__Data__:
--- START ---
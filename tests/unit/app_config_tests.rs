/*!
 * Tests for application configuration functionality
 */

use anyhow::Result;
use readalong::app_config::{BackendConfig, BackendKind, Config, LogLevel};
use crate::common;

/// Test default configuration values
#[test]
fn test_default_config_withNoParameters_shouldHaveCorrectDefaults() {
    let config = Config::default();

    assert_eq!(config.chapters.min_length, 500);
    assert!(config.chapters.case_insensitive);
    assert!(!config.chapters.stop_on_backwards_numbering);
    assert_eq!(config.pacing.sentence_pause, 0.3);
    assert_eq!(config.pacing.paragraph_pause, 0.8);
    assert!(config.resume.enabled);
    assert!(config.cleaning.enabled);
    assert_eq!(config.synthesis.retry_count, 3);
    assert_eq!(config.synthesis.retry_backoff_ms, 1000);
    assert_eq!(config.synthesis.silence_secs, 0.5);
    assert_eq!(config.synthesis.backends[0].kind, BackendKind::Http);
    assert_eq!(config.log_level, LogLevel::Info);
    assert!(config.validate().is_ok());
}

/// Test configuration validation
#[test]
fn test_config_validation_withVariousConfigs_shouldValidateCorrectly() {
    let mut config = Config::default();
    config.chapters.patterns = vec!["(unclosed".to_string()];
    assert!(config.validate().is_err());

    let mut config = Config::default();
    config.pacing.sentence_pause = -0.1;
    assert!(config.validate().is_err());

    let mut config = Config::default();
    config.synthesis.silence_secs = 0.0;
    assert!(config.validate().is_err());

    let mut config = Config::default();
    config.synthesis.backends = vec![];
    assert!(config.validate().is_err());

    let mut config = Config::default();
    config.synthesis.backends[0].endpoint = "not a url".to_string();
    assert!(config.validate().is_err());
}

/// Test that a partial JSON file is completed with defaults
#[test]
fn test_from_file_withPartialJson_shouldFillDefaults() -> Result<()> {
    let dir = common::create_temp_dir()?;
    let path = common::create_test_file(
        dir.path(),
        "readalong.json",
        r#"{ "chapters": { "min_length": 42 }, "synthesis": { "backends": [ { "type": "command", "program": "say" } ] } }"#,
    )?;

    let config = Config::from_file(&path)?;
    assert_eq!(config.chapters.min_length, 42);
    assert_eq!(config.chapters.patterns.len(), 3);
    assert_eq!(config.synthesis.backends.len(), 1);
    assert_eq!(config.synthesis.backends[0].kind, BackendKind::Command);
    assert_eq!(config.synthesis.backends[0].program, "say");
    assert_eq!(config.pacing.paragraph_pause, 0.8);
    Ok(())
}

/// Test saving and loading a configuration file
#[test]
fn test_save_then_load_shouldPreserveSettings() -> Result<()> {
    let dir = common::create_temp_dir()?;
    let path = dir.path().join("readalong.json");

    let mut config = Config::default();
    config.pacing.sentence_pause = 0.45;
    config.log_level = LogLevel::Debug;
    config.save(&path)?;

    let loaded = Config::from_file(&path)?;
    assert_eq!(loaded.pacing.sentence_pause, 0.45);
    assert_eq!(loaded.log_level, LogLevel::Debug);
    Ok(())
}

/// Test backend preference reordering
#[test]
fn test_prefer_backend_shouldMoveKindToFront() {
    let mut config = Config::default();
    config.prefer_backend(BackendKind::Command);
    assert_eq!(config.synthesis.backends[0].kind, BackendKind::Command);
    assert_eq!(config.synthesis.backends.len(), 2);

    config.synthesis.backends = vec![BackendConfig::new(BackendKind::Http)];
    config.prefer_backend(BackendKind::Command);
    assert_eq!(config.backends_of(BackendKind::Command).len(), 1);
    assert_eq!(config.synthesis.backends[1].kind, BackendKind::Http);
}
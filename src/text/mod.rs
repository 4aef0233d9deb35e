/*!
 * Text analysis: cleaning, chapter detection and sentence segmentation.
 */

pub mod chapters;
pub mod cleaner;
pub mod sentences;

pub use chapters::{chapter_id, ChapterDetector, ChapterFilter, DetectedChapter, NumberingGuard};
pub use cleaner::TextCleaner;
pub use sentences::{Sentence, SentenceSplitter};
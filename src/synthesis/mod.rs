/*!
 * Audio synthesis backends.
 *
 * A backend turns one piece of text into mono PCM audio. The pipeline never
 * talks to a backend directly; it goes through the `ResilientSynthesizer`,
 * which retries failed calls, substitutes silence once retries run out and
 * releases backend resources after every call.
 *
 * - `http`: a TTS server that accepts JSON and answers with a WAV file
 * - `command`: a local engine process that writes a WAV file to stdout
 * - `mock`: scripted backend for tests
 */

use async_trait::async_trait;
use std::fmt::Debug;

use crate::errors::BackendError;

pub mod chunker;
pub mod command;
pub mod factory;
pub mod http;
pub mod mock;
pub mod resilient;
pub mod wav;

pub use factory::{BackendFactory, BackendProbe, LazyBackend, ProbeStatus};
pub use resilient::{ResilientSynthesizer, RetryPolicy, SegmentAudio};

/// Mono PCM audio in the range [-1.0, 1.0]
#[derive(Debug, Clone, PartialEq)]
pub struct SynthesizedAudio {
    pub samples: Vec<f32>,
    pub sample_rate: u32,
}

impl SynthesizedAudio {
    pub fn new(samples: Vec<f32>, sample_rate: u32) -> Self {
        Self {
            samples,
            sample_rate,
        }
    }

    /// Silent audio of the given length
    pub fn silence(seconds: f64, sample_rate: u32) -> Self {
        let count = (seconds.max(0.0) * sample_rate as f64).round() as usize;
        Self::new(vec![0.0; count], sample_rate)
    }

    /// Length in seconds
    pub fn duration_secs(&self) -> f64 {
        if self.sample_rate == 0 {
            return 0.0;
        }
        self.samples.len() as f64 / self.sample_rate as f64
    }

    pub fn is_empty(&self) -> bool {
        self.samples.is_empty()
    }

    /// Append another clip, resampling it to this clip's rate if needed
    pub fn append(&mut self, other: &SynthesizedAudio) {
        if other.sample_rate == self.sample_rate {
            self.samples.extend_from_slice(&other.samples);
        } else {
            let resampled = wav::resample(&other.samples, other.sample_rate, self.sample_rate);
            self.samples.extend(resampled);
        }
    }
}

/// Common trait for all audio backends
///
/// Implementations must be safe to share across tasks; the pipeline calls
/// them strictly one sentence at a time.
#[async_trait]
pub trait AudioBackend: Send + Sync + Debug {
    /// Short name used in logs
    fn name(&self) -> &str;

    /// Synthesize `text` into audio
    async fn synthesize(&self, text: &str) -> Result<SynthesizedAudio, BackendError>;

    /// Release transient resources (caches, device memory) after a call
    async fn release(&self) -> Result<(), BackendError> {
        Ok(())
    }

    /// Check that the backend can be used
    async fn probe(&self) -> Result<(), BackendError>;
}
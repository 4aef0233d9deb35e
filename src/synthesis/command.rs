use async_trait::async_trait;
use log::debug;
use std::process::Stdio;
use std::time::Duration;
use tokio::process::Command;

use crate::app_config::BackendConfig;
use crate::errors::BackendError;
use crate::synthesis::wav::decode_wav;
use crate::synthesis::{AudioBackend, SynthesizedAudio};

/// Words per minute at speed 1.0 for engines that take a rate
const BASE_WORDS_PER_MINUTE: f32 = 175.0;

/// Runs a local speech engine once per call and reads a WAV file from its stdout
#[derive(Debug, Clone)]
pub struct CommandBackend {
    program: String,
    args: Vec<String>,
    voice: String,
    speed: f32,
    timeout_secs: u64,
}

impl CommandBackend {
    pub fn new(program: impl Into<String>, args: Vec<String>, voice: impl Into<String>, speed: f32, timeout_secs: u64) -> Self {
        Self {
            program: program.into(),
            args,
            voice: voice.into(),
            speed,
            timeout_secs,
        }
    }

    pub fn from_config(config: &BackendConfig) -> Self {
        Self::new(
            &config.program,
            config.args.clone(),
            &config.voice,
            config.speed,
            config.timeout_secs,
        )
    }

    /// Arguments with placeholders filled in; text is appended when no `{text}` placeholder exists
    pub fn render_args(&self, text: &str) -> Vec<String> {
        let rate = ((self.speed * BASE_WORDS_PER_MINUTE).round() as u32).to_string();
        let speed = self.speed.to_string();
        let mut has_text = false;

        let mut rendered: Vec<String> = self
            .args
            .iter()
            .map(|arg| {
                if arg.contains("{text}") {
                    has_text = true;
                }
                arg.replace("{voice}", &self.voice)
                    .replace("{speed}", &speed)
                    .replace("{rate}", &rate)
                    .replace("{text}", text)
            })
            .collect();

        if !has_text {
            rendered.push(text.to_string());
        }
        rendered
    }
}

#[async_trait]
impl AudioBackend for CommandBackend {
    fn name(&self) -> &str {
        &self.program
    }

    async fn synthesize(&self, text: &str) -> Result<SynthesizedAudio, BackendError> {
        let args = self.render_args(text);
        debug!("Running {} with {} argument(s)", self.program, args.len());

        let child = Command::new(&self.program)
            .args(&args)
            .stdin(Stdio::null())
            .stdout(Stdio::piped())
            .stderr(Stdio::piped())
            .kill_on_drop(true)
            .output();

        let output = tokio::time::timeout(Duration::from_secs(self.timeout_secs), child)
            .await
            .map_err(|_| BackendError::Timeout(self.timeout_secs))?
            .map_err(|e| BackendError::Unavailable(format!("{}: {}", self.program, e)))?;

        if !output.status.success() {
            let stderr = String::from_utf8_lossy(&output.stderr);
            return Err(BackendError::SynthesisFailed(format!(
                "{} exited with {}: {}",
                self.program,
                output.status,
                stderr.trim()
            )));
        }

        let audio = decode_wav(&output.stdout)?;
        if audio.is_empty() {
            return Err(BackendError::SynthesisFailed(format!(
                "{} produced no audio",
                self.program
            )));
        }
        Ok(audio)
    }

    async fn probe(&self) -> Result<(), BackendError> {
        let found = Command::new("which")
            .arg(&self.program)
            .stdout(Stdio::null())
            .stderr(Stdio::null())
            .status()
            .await
            .map(|status| status.success())
            .unwrap_or(false);

        if found {
            Ok(())
        } else {
            Err(BackendError::Unavailable(format!(
                "{} is not installed",
                self.program
            )))
        }
    }
}
/*!
 * Progress reporting and cancellation hooks for the book processor.
 */

use std::sync::atomic::{AtomicBool, Ordering};
use std::sync::Arc;

use crate::state::ResumeOutcome;
use crate::text::DetectedChapter;
use crate::timing::ChapterTiming;

use super::processor::BookOutput;

/// Receives progress events. Every method defaults to doing nothing.
pub trait ProcessingObserver: Send + Sync {
    fn on_book_start(&self, _title: &str, _total_chapters: usize, _outcome: &ResumeOutcome) {}

    /// A chapter was rebuilt from the checkpoint
    fn on_chapter_restored(&self, _number: usize, _timing: &ChapterTiming) {}

    fn on_chapter_start(&self, _chapter: &DetectedChapter, _sentence_count: usize) {}

    /// `done` of `total` sentences in the current chapter are synthesized
    fn on_sentence_done(&self, _chapter: usize, _done: usize, _total: usize) {}

    fn on_chapter_complete(&self, _number: usize, _timing: &ChapterTiming) {}

    /// The chapter yielded no sentences
    fn on_chapter_skipped(&self, _number: usize) {}

    fn on_book_complete(&self, _output: &BookOutput) {}
}

/// Observer that ignores every event
#[derive(Debug, Clone, Copy, Default)]
pub struct NoopObserver;

impl ProcessingObserver for NoopObserver {}

/// Shared stop request, honored before each chapter starts
#[derive(Debug, Clone, Default)]
pub struct CancellationFlag(Arc<AtomicBool>);

impl CancellationFlag {
    pub fn new() -> Self {
        Self::default()
    }

    pub fn cancel(&self) {
        self.0.store(true, Ordering::SeqCst);
    }

    pub fn is_cancelled(&self) -> bool {
        self.0.load(Ordering::SeqCst)
    }

    pub fn reset(&self) {
        self.0.store(false, Ordering::SeqCst);
    }
}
--- END ---
__Goal of the exercise__:
Filter the data above down to lines with the word "Unavailable", and copy them.

__Exercise response__:
            .map_err(|e| BackendError::Unavailable(format!("{}: {}", self.program, e)))?;
            Err(BackendError::Unavailable(format!(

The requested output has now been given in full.